In late July, United Cannabis Corporation (UCANN), a biotech company, filed a patent lawsuit against Pure Hemp Collective Inc., a cannabis products company. The two Colorado-based cannabis companies are now fighting what appears to be the first patent lawsuit in the industry.
UCANN asserts that Pure Hemp manufactures and distributes a tincture that infringes on its patent, U.S. Patent No. 9,730,911: "Cannabis extracts and methods of preparing and using same." In alleging Pure Hemp’s “willful infringement,” UCANN’s attorneys write that company personnel purchased Pure Hemp’s Vina Bell 500mg product and tested it to confirm.
The company found that Pure Hemp’s product infringed on one of the claims in the UCANN patent—namely, “[a] liquid cannabinoid formulation wherein at least 95% of the total cannabinoids is cannabidiol (CBD).”
Read the full civil complaint below.
UCANN’s patent also includes similar claims for “liquid cannabinoid formulations wherein at least 95% of the total cannabinoids” is THCa THC, a combination of THCa and CBDa, and a combination of THC and CBD. Other claims include certain ratios of cannabinoids to terpenes and flavonoids.
David Gold, intellectual property attorney at Cole Schotz, says that this case is important to the industry on two levels.
“There’s this case in particular, which has to do with this particular patent that’s going to impact companies that are creating these types of products. Obviously, that’s a huge issue for them,” he says. “The bigger issue that we’re all going to be looking at is just how the courts are going to deal with a cannabis-related patent.”
Cannabis, of course, remains a Schedule-I substance in the eyes of the federal government, which includes the courtrooms in the District of Colorado. Despite UCANN’s attorneys’ insistence that “the reclassification of CBD will likely occur by the end of September 2018,” citing the recent FDA approval of Epidiolex, there’s no clear indication that the Drug Enforcement Administration will do such a thing anytime soon.
“It could be construed as an over-broad patent that's going to impact a lot of companies creating these types of products,” Gold says. “The second question ... is whether any of these products—there could be a very sophisticated, unique, new, novel, non-obvious product that is very much patentable that there's no prior art on that at some point is going to be the subject of litigation. Are the courts going to hear it? How is the judge going to treat it when it's clearly used in connection with these controlled substances?”
A conference hearing in UCANN v. Pure Hemp is scheduled for Oct. 3.

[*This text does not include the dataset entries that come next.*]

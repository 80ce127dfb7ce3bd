//! Route handlers and router assembly.

use axum::{
    extract::{rejection::JsonRejection, State},
    http::HeaderMap,
    middleware,
    response::{IntoResponse, Response},
    routing::{get, post},
    Json, Router,
};
use tower_http::{cors::CorsLayer, trace::TraceLayer};
use tracing::{error, info};

use sharedwalk_lib::{plan_shared_route, Error as LibError, RouteMap, SharedRoutePlan};

use crate::metrics::{
    metrics_handler, record_cache_stats, record_dropped_locations, record_path_hops,
    record_shared_route_calculated, record_shared_route_failed,
};
use crate::middleware::{extract_or_generate_request_id, track_requests};
use crate::{
    from_lib_error, health_live, health_ready, AppState, ProblemDetails, ServiceResponse,
    ShortestPathRequest, ShortestPathResponse, SmokeTestResponse, Validate,
};

/// Build the service router with permissive CORS and request tracking.
pub fn app(state: AppState) -> Router {
    Router::new()
        .route("/api/shortest-path", post(shortest_path_handler))
        .route("/api/test", get(smoke_test_handler))
        .route("/metrics", get(metrics_handler))
        .route("/health/live", get(health_live))
        .route("/health/ready", get(health_ready))
        .layer(middleware::from_fn(track_requests))
        .layer(TraceLayer::new_for_http())
        .layer(CorsLayer::permissive())
        .with_state(state)
}

/// `GET /api/test`
pub async fn smoke_test_handler() -> Json<SmokeTestResponse> {
    info!("smoke test endpoint called");
    Json(SmokeTestResponse::default())
}

/// `POST /api/shortest-path`
pub async fn shortest_path_handler(
    State(state): State<AppState>,
    headers: HeaderMap,
    body: Result<Json<ShortestPathRequest>, JsonRejection>,
) -> Response {
    let request_id = extract_or_generate_request_id(&headers).to_string();

    let request = match body {
        Ok(Json(request)) => request,
        Err(rejection) => {
            record_shared_route_failed("validation_error");
            return ProblemDetails::bad_request(rejection.body_text(), &request_id)
                .into_response();
        }
    };

    if let Err(problem) = request.validate(&request_id) {
        record_shared_route_failed("validation_error");
        return problem.into_response();
    }

    let route_request = request.to_route_request();
    if let Some(id) = route_request.unknown_ids().first() {
        record_shared_route_failed("unknown_location");
        return ProblemDetails::unknown_location(
            id,
            Some("not one of the supplied locations".to_string()),
            &request_id,
        )
        .into_response();
    }

    let include_map = request.wants_map();
    info!(
        request_id = %request_id,
        locations = route_request.locations.len(),
        walkers = ?route_request.walkers,
        "handling shortest path request"
    );

    // Provider calls block, keep them off the async workers.
    let worker_state = state.clone();
    let joined = tokio::task::spawn_blocking(move || {
        let plan = plan_shared_route(worker_state.caches(), &route_request)?;
        let map_html = if include_map {
            render_map(&worker_state, &route_request.locations, &plan)
        } else {
            None
        };
        Ok::<_, LibError>((plan, map_html))
    })
    .await;

    record_cache_stats("geocode", state.geocode_stats());
    record_cache_stats("distance", state.distance_stats());

    let (plan, map_html) = match joined {
        Ok(Ok(result)) => result,
        Ok(Err(err)) => {
            let reason = match &err {
                LibError::NodeNotFound { .. } => "unknown_location",
                _ => "internal_error",
            };
            error!(request_id = %request_id, error = %err, "shared route planning failed");
            record_shared_route_failed(reason);
            return from_lib_error(&err, &request_id).into_response();
        }
        Err(join_error) => {
            error!(request_id = %request_id, error = %join_error, "routing task panicked");
            record_shared_route_failed("internal_error");
            return ProblemDetails::internal_error("route computation did not complete", &request_id)
                .into_response();
        }
    };

    let summary = plan.summary();
    record_shared_route_calculated(summary.reachable1, summary.reachable2);
    record_dropped_locations(summary.dropped.len());
    record_path_hops(plan.shared.first.hops(), "a");
    record_path_hops(plan.shared.second.hops(), "b");

    info!(
        request_id = %request_id,
        path1 = ?summary.path1,
        path2 = ?summary.path2,
        dropped = summary.dropped.len(),
        "shared route computed"
    );

    ServiceResponse::new(ShortestPathResponse::new(summary, map_html)).into_response()
}

fn render_map(
    state: &AppState,
    locations: &sharedwalk_lib::Locations,
    plan: &SharedRoutePlan,
) -> Option<String> {
    let router = state.caches().distances.router();
    RouteMap::build(&plan.build, locations, &plan.shared, router).map(|map| map.to_html())
}
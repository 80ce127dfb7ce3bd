use reqwest::blocking::Client;
use reqwest::header::ACCEPT;
use serde::Deserialize;
use tracing::debug;

use crate::error::{ProviderError, Result};
use crate::geo::Coordinate;
use crate::provider::{Geocoder, ProviderConfig};

const SEARCH_PATH: &str = "/search";

#[derive(Debug, Deserialize)]
struct SearchResult {
    lat: String,
    lon: String,
}

/// Geocoder backed by a Nominatim search endpoint.
pub struct NominatimGeocoder {
    base_url: String,
    client: Client,
}

impl NominatimGeocoder {
    pub fn new(config: &ProviderConfig) -> Result<Self> {
        Ok(Self {
            base_url: config.nominatim_url.clone(),
            client: config.http_client()?,
        })
    }
}

impl Geocoder for NominatimGeocoder {
    fn geocode(&self, address: &str) -> std::result::Result<Option<Coordinate>, ProviderError> {
        let url = format!("{}{}", self.base_url, SEARCH_PATH);
        debug!(address, "geocoding address");

        let response = self
            .client
            .get(url)
            .header(ACCEPT, "application/json")
            .query(&[("q", address), ("format", "json"), ("limit", "1")])
            .send()?;

        if !response.status().is_success() {
            let status = response.status().as_u16();
            let message = response.text().unwrap_or_default();
            return Err(ProviderError::Api { status, message });
        }

        let results: Vec<SearchResult> = response.json()?;
        results
            .into_iter()
            .next()
            .map(|result| parse_result(&result))
            .transpose()
    }
}

fn parse_result(result: &SearchResult) -> std::result::Result<Coordinate, ProviderError> {
    let lat = result
        .lat
        .parse::<f64>()
        .map_err(|_| ProviderError::Malformed(format!("latitude '{}'", result.lat)))?;
    let lon = result
        .lon
        .parse::<f64>()
        .map_err(|_| ProviderError::Malformed(format!("longitude '{}'", result.lon)))?;
    if !lat.is_finite() || lat.abs() > 90.0 {
        return Err(ProviderError::Malformed(format!("latitude '{}'", result.lat)));
    }
    if !lon.is_finite() || lon.abs() > 180.0 {
        return Err(ProviderError::Malformed(format!("longitude '{}'", result.lon)));
    }
    Ok(Coordinate::new(lat, lon))
}
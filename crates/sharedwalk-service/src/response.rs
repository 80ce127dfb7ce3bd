//! Response bodies for successful HTTP responses.

use axum::{
    response::{IntoResponse, Response},
    Json,
};
use serde::{Deserialize, Serialize};

use sharedwalk_lib::{DroppedLocation, LocationId, RouteSummary};

/// Wrapper for successful responses with content type metadata.
///
/// Mirrors the `content_type` field of `ProblemDetails` so clients can tell the
/// two bodies apart.
#[derive(Debug, Clone, Serialize, Deserialize)]
pub struct ServiceResponse<T> {
    #[serde(flatten)]
    pub data: T,

    pub content_type: String,
}

impl<T> ServiceResponse<T> {
    pub fn new(data: T) -> Self {
        Self {
            data,
            content_type: "application/json".to_string(),
        }
    }
}

impl<T> From<T> for ServiceResponse<T> {
    fn from(data: T) -> Self {
        Self::new(data)
    }
}

impl<T: Serialize> IntoResponse for ServiceResponse<T> {
    fn into_response(self) -> Response {
        Json(self).into_response()
    }
}

/// Body of a successful `POST /api/shortest-path`.
#[derive(Debug, Clone, Serialize)]
pub struct ShortestPathResponse {
    pub path1: Vec<LocationId>,
    pub path2: Vec<LocationId>,
    /// Biased cost of `path2`; `null` when the second walker cannot arrive.
    pub distance2: Option<f64>,
    pub reachable1: bool,
    pub reachable2: bool,
    pub dropped: Vec<DroppedLocation>,
    #[serde(skip_serializing_if = "Option::is_none")]
    pub map_html: Option<String>,
}

impl ShortestPathResponse {
    pub fn new(summary: RouteSummary, map_html: Option<String>) -> Self {
        Self {
            path1: summary.path1,
            path2: summary.path2,
            distance2: summary.distance2,
            reachable1: summary.reachable1,
            reachable2: summary.reachable2,
            dropped: summary.dropped,
            map_html,
        }
    }
}

/// Body of `GET /api/test`.
#[derive(Debug, Clone, Serialize, Deserialize, PartialEq, Eq)]
pub struct SmokeTestResponse {
    pub message: String,
    pub status: String,
}

impl Default for SmokeTestResponse {
    fn default() -> Self {
        Self {
            message: "Backend is working!".to_string(),
            status: "ok".to_string(),
        }
    }
}
mod commands;

use std::path::PathBuf;

use anyhow::Result;
use clap::{Args, Parser, Subcommand};
use tracing_subscriber::{EnvFilter, FmtSubscriber};

use sharedwalk_cli::locations::parse_location;
use sharedwalk_cli::output::OutputFormat;
use sharedwalk_lib::{WalkerPair, DEFAULT_MAP_FILE};

use commands::interactive::handle_interactive_command;
use commands::route::{handle_route_command, RouteCommandArgs};

#[derive(Parser, Debug)]
#[command(
    name = "sharedwalk",
    author,
    version,
    about = "Plan walking routes for two people who share the way"
)]
struct Cli {
    #[command(subcommand)]
    command: Command,
}

#[derive(Subcommand, Debug)]
enum Command {
    /// Route two walkers over addresses given on the command line.
    Route(RouteArgs),
    /// Prompt for addresses and walkers on the terminal.
    Interactive {
        /// File to write the route map to.
        #[arg(long, value_name = "FILE", default_value = DEFAULT_MAP_FILE)]
        map: PathBuf,
    },
}

#[derive(Args, Debug)]
struct RouteArgs {
    /// A location as ID=ADDRESS, e.g. A="1 Shields Ave, Davis, CA". Repeatable.
    #[arg(
        long = "location",
        value_name = "ID=ADDRESS",
        value_parser = parse_location,
        required = true
    )]
    locations: Vec<(String, String)>,
    /// Walker A's start location id.
    #[arg(long)]
    start1: String,
    /// Walker A's end location id.
    #[arg(long)]
    end1: String,
    /// Walker B's start location id.
    #[arg(long)]
    start2: String,
    /// Walker B's end location id.
    #[arg(long)]
    end2: String,
    /// File to write the route map to.
    #[arg(long, value_name = "FILE", default_value = DEFAULT_MAP_FILE, conflicts_with = "no_map")]
    map: PathBuf,
    /// Do not render a route map.
    #[arg(long)]
    no_map: bool,
    /// Output format.
    #[arg(long, value_enum, default_value_t = OutputFormat::Text)]
    format: OutputFormat,
}

impl From<RouteArgs> for RouteCommandArgs {
    fn from(args: RouteArgs) -> Self {
        RouteCommandArgs {
            locations: args.locations,
            walkers: WalkerPair::new(args.start1, args.end1, args.start2, args.end2),
            map: (!args.no_map).then_some(args.map),
            format: args.format,
        }
    }
}

fn main() -> Result<()> {
    init_tracing();
    let cli = Cli::parse();

    match cli.command {
        Command::Route(args) => handle_route_command(&args.into()),
        Command::Interactive { map } => handle_interactive_command(&map),
    }
}

fn init_tracing() {
    let env_filter = EnvFilter::try_from_default_env().unwrap_or_else(|_| EnvFilter::new("warn"));
    let subscriber = FmtSubscriber::builder()
        .with_env_filter(env_filter)
        .with_writer(std::io::stderr)
        .finish();

    let _ = tracing::subscriber::set_global_default(subscriber);
}
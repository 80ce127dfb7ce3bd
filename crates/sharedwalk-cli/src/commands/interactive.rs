//! Interactive command: prompt for addresses and walkers, then plan.

use std::io::{self, Write};
use std::path::Path;

use anyhow::{Context, Result};

use sharedwalk_cli::output::render_text;
use sharedwalk_cli::prompt::{read_addresses, read_walkers, write_locations};
use sharedwalk_cli::terminal::ColorPalette;
use sharedwalk_lib::{plan_shared_route, SharedRouteRequest};

use crate::commands::caches_from_env;
use crate::commands::route::save_map;

/// Handle the interactive subcommand, writing the map to `map_path`.
pub fn handle_interactive_command(map_path: &Path) -> Result<()> {
    let stdin = io::stdin();
    let mut input = stdin.lock();
    let mut out = io::stdout().lock();

    let locations = read_addresses(&mut input, &mut out)?;
    write_locations(&mut out, &locations)?;
    let walkers = read_walkers(&mut input, &mut out, &locations)?;

    let caches = caches_from_env()?;
    writeln!(out, "\nCalculating walking distances... (this may take a moment)")?;
    out.flush()?;

    let request = SharedRouteRequest::new(locations, walkers);
    let plan = plan_shared_route(&caches, &request).context("failed to plan shared route")?;

    write!(
        out,
        "{}",
        render_text(
            &plan.summary(),
            &request.walkers,
            &request.locations,
            &ColorPalette::detect()
        )
    )?;

    if let Some(path) = save_map(&caches, &request.locations, &plan, map_path)? {
        writeln!(out, "\nMap saved as '{}'", path.display())?;
    }

    Ok(())
}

Because of the nature of this lawsuit and this patent, cannabis companies across the industry will be watching this docket closely. Whether the judge dismisses this lawsuit, or the parties reach a settlement or an invalidity claim is filed against the UCANN patent—the outcome of this case could have far-reaching consequences. Businesses should take heed.
Were the judge to issue a favorable ruling for UCANN, the company would then be armed with case law in any future legal action against other companies that manufacture high-potency cannabis extracts.
Gold says that, while we’re waiting for this case to progress, those other businesses “could do a survey of their products and see whether any of those products potentially infringe and see if they can be tweaked in a way that may not infringe. They can do their own research as to whether what they have is protectable. They can be proactive and seek out licenses for any technology that perhaps is patented. There are proactive and defensive mechanisms to position themselves.
“If somebody's already been in the business of creating these high-potency cannabis liquids that they know that they were doing it certainly before this other company, then they may even join in the case in an invalidity suit,” he says. “Or they might bring the third-party re-examination action knowing that they're sort of next in line to be attacked on this.”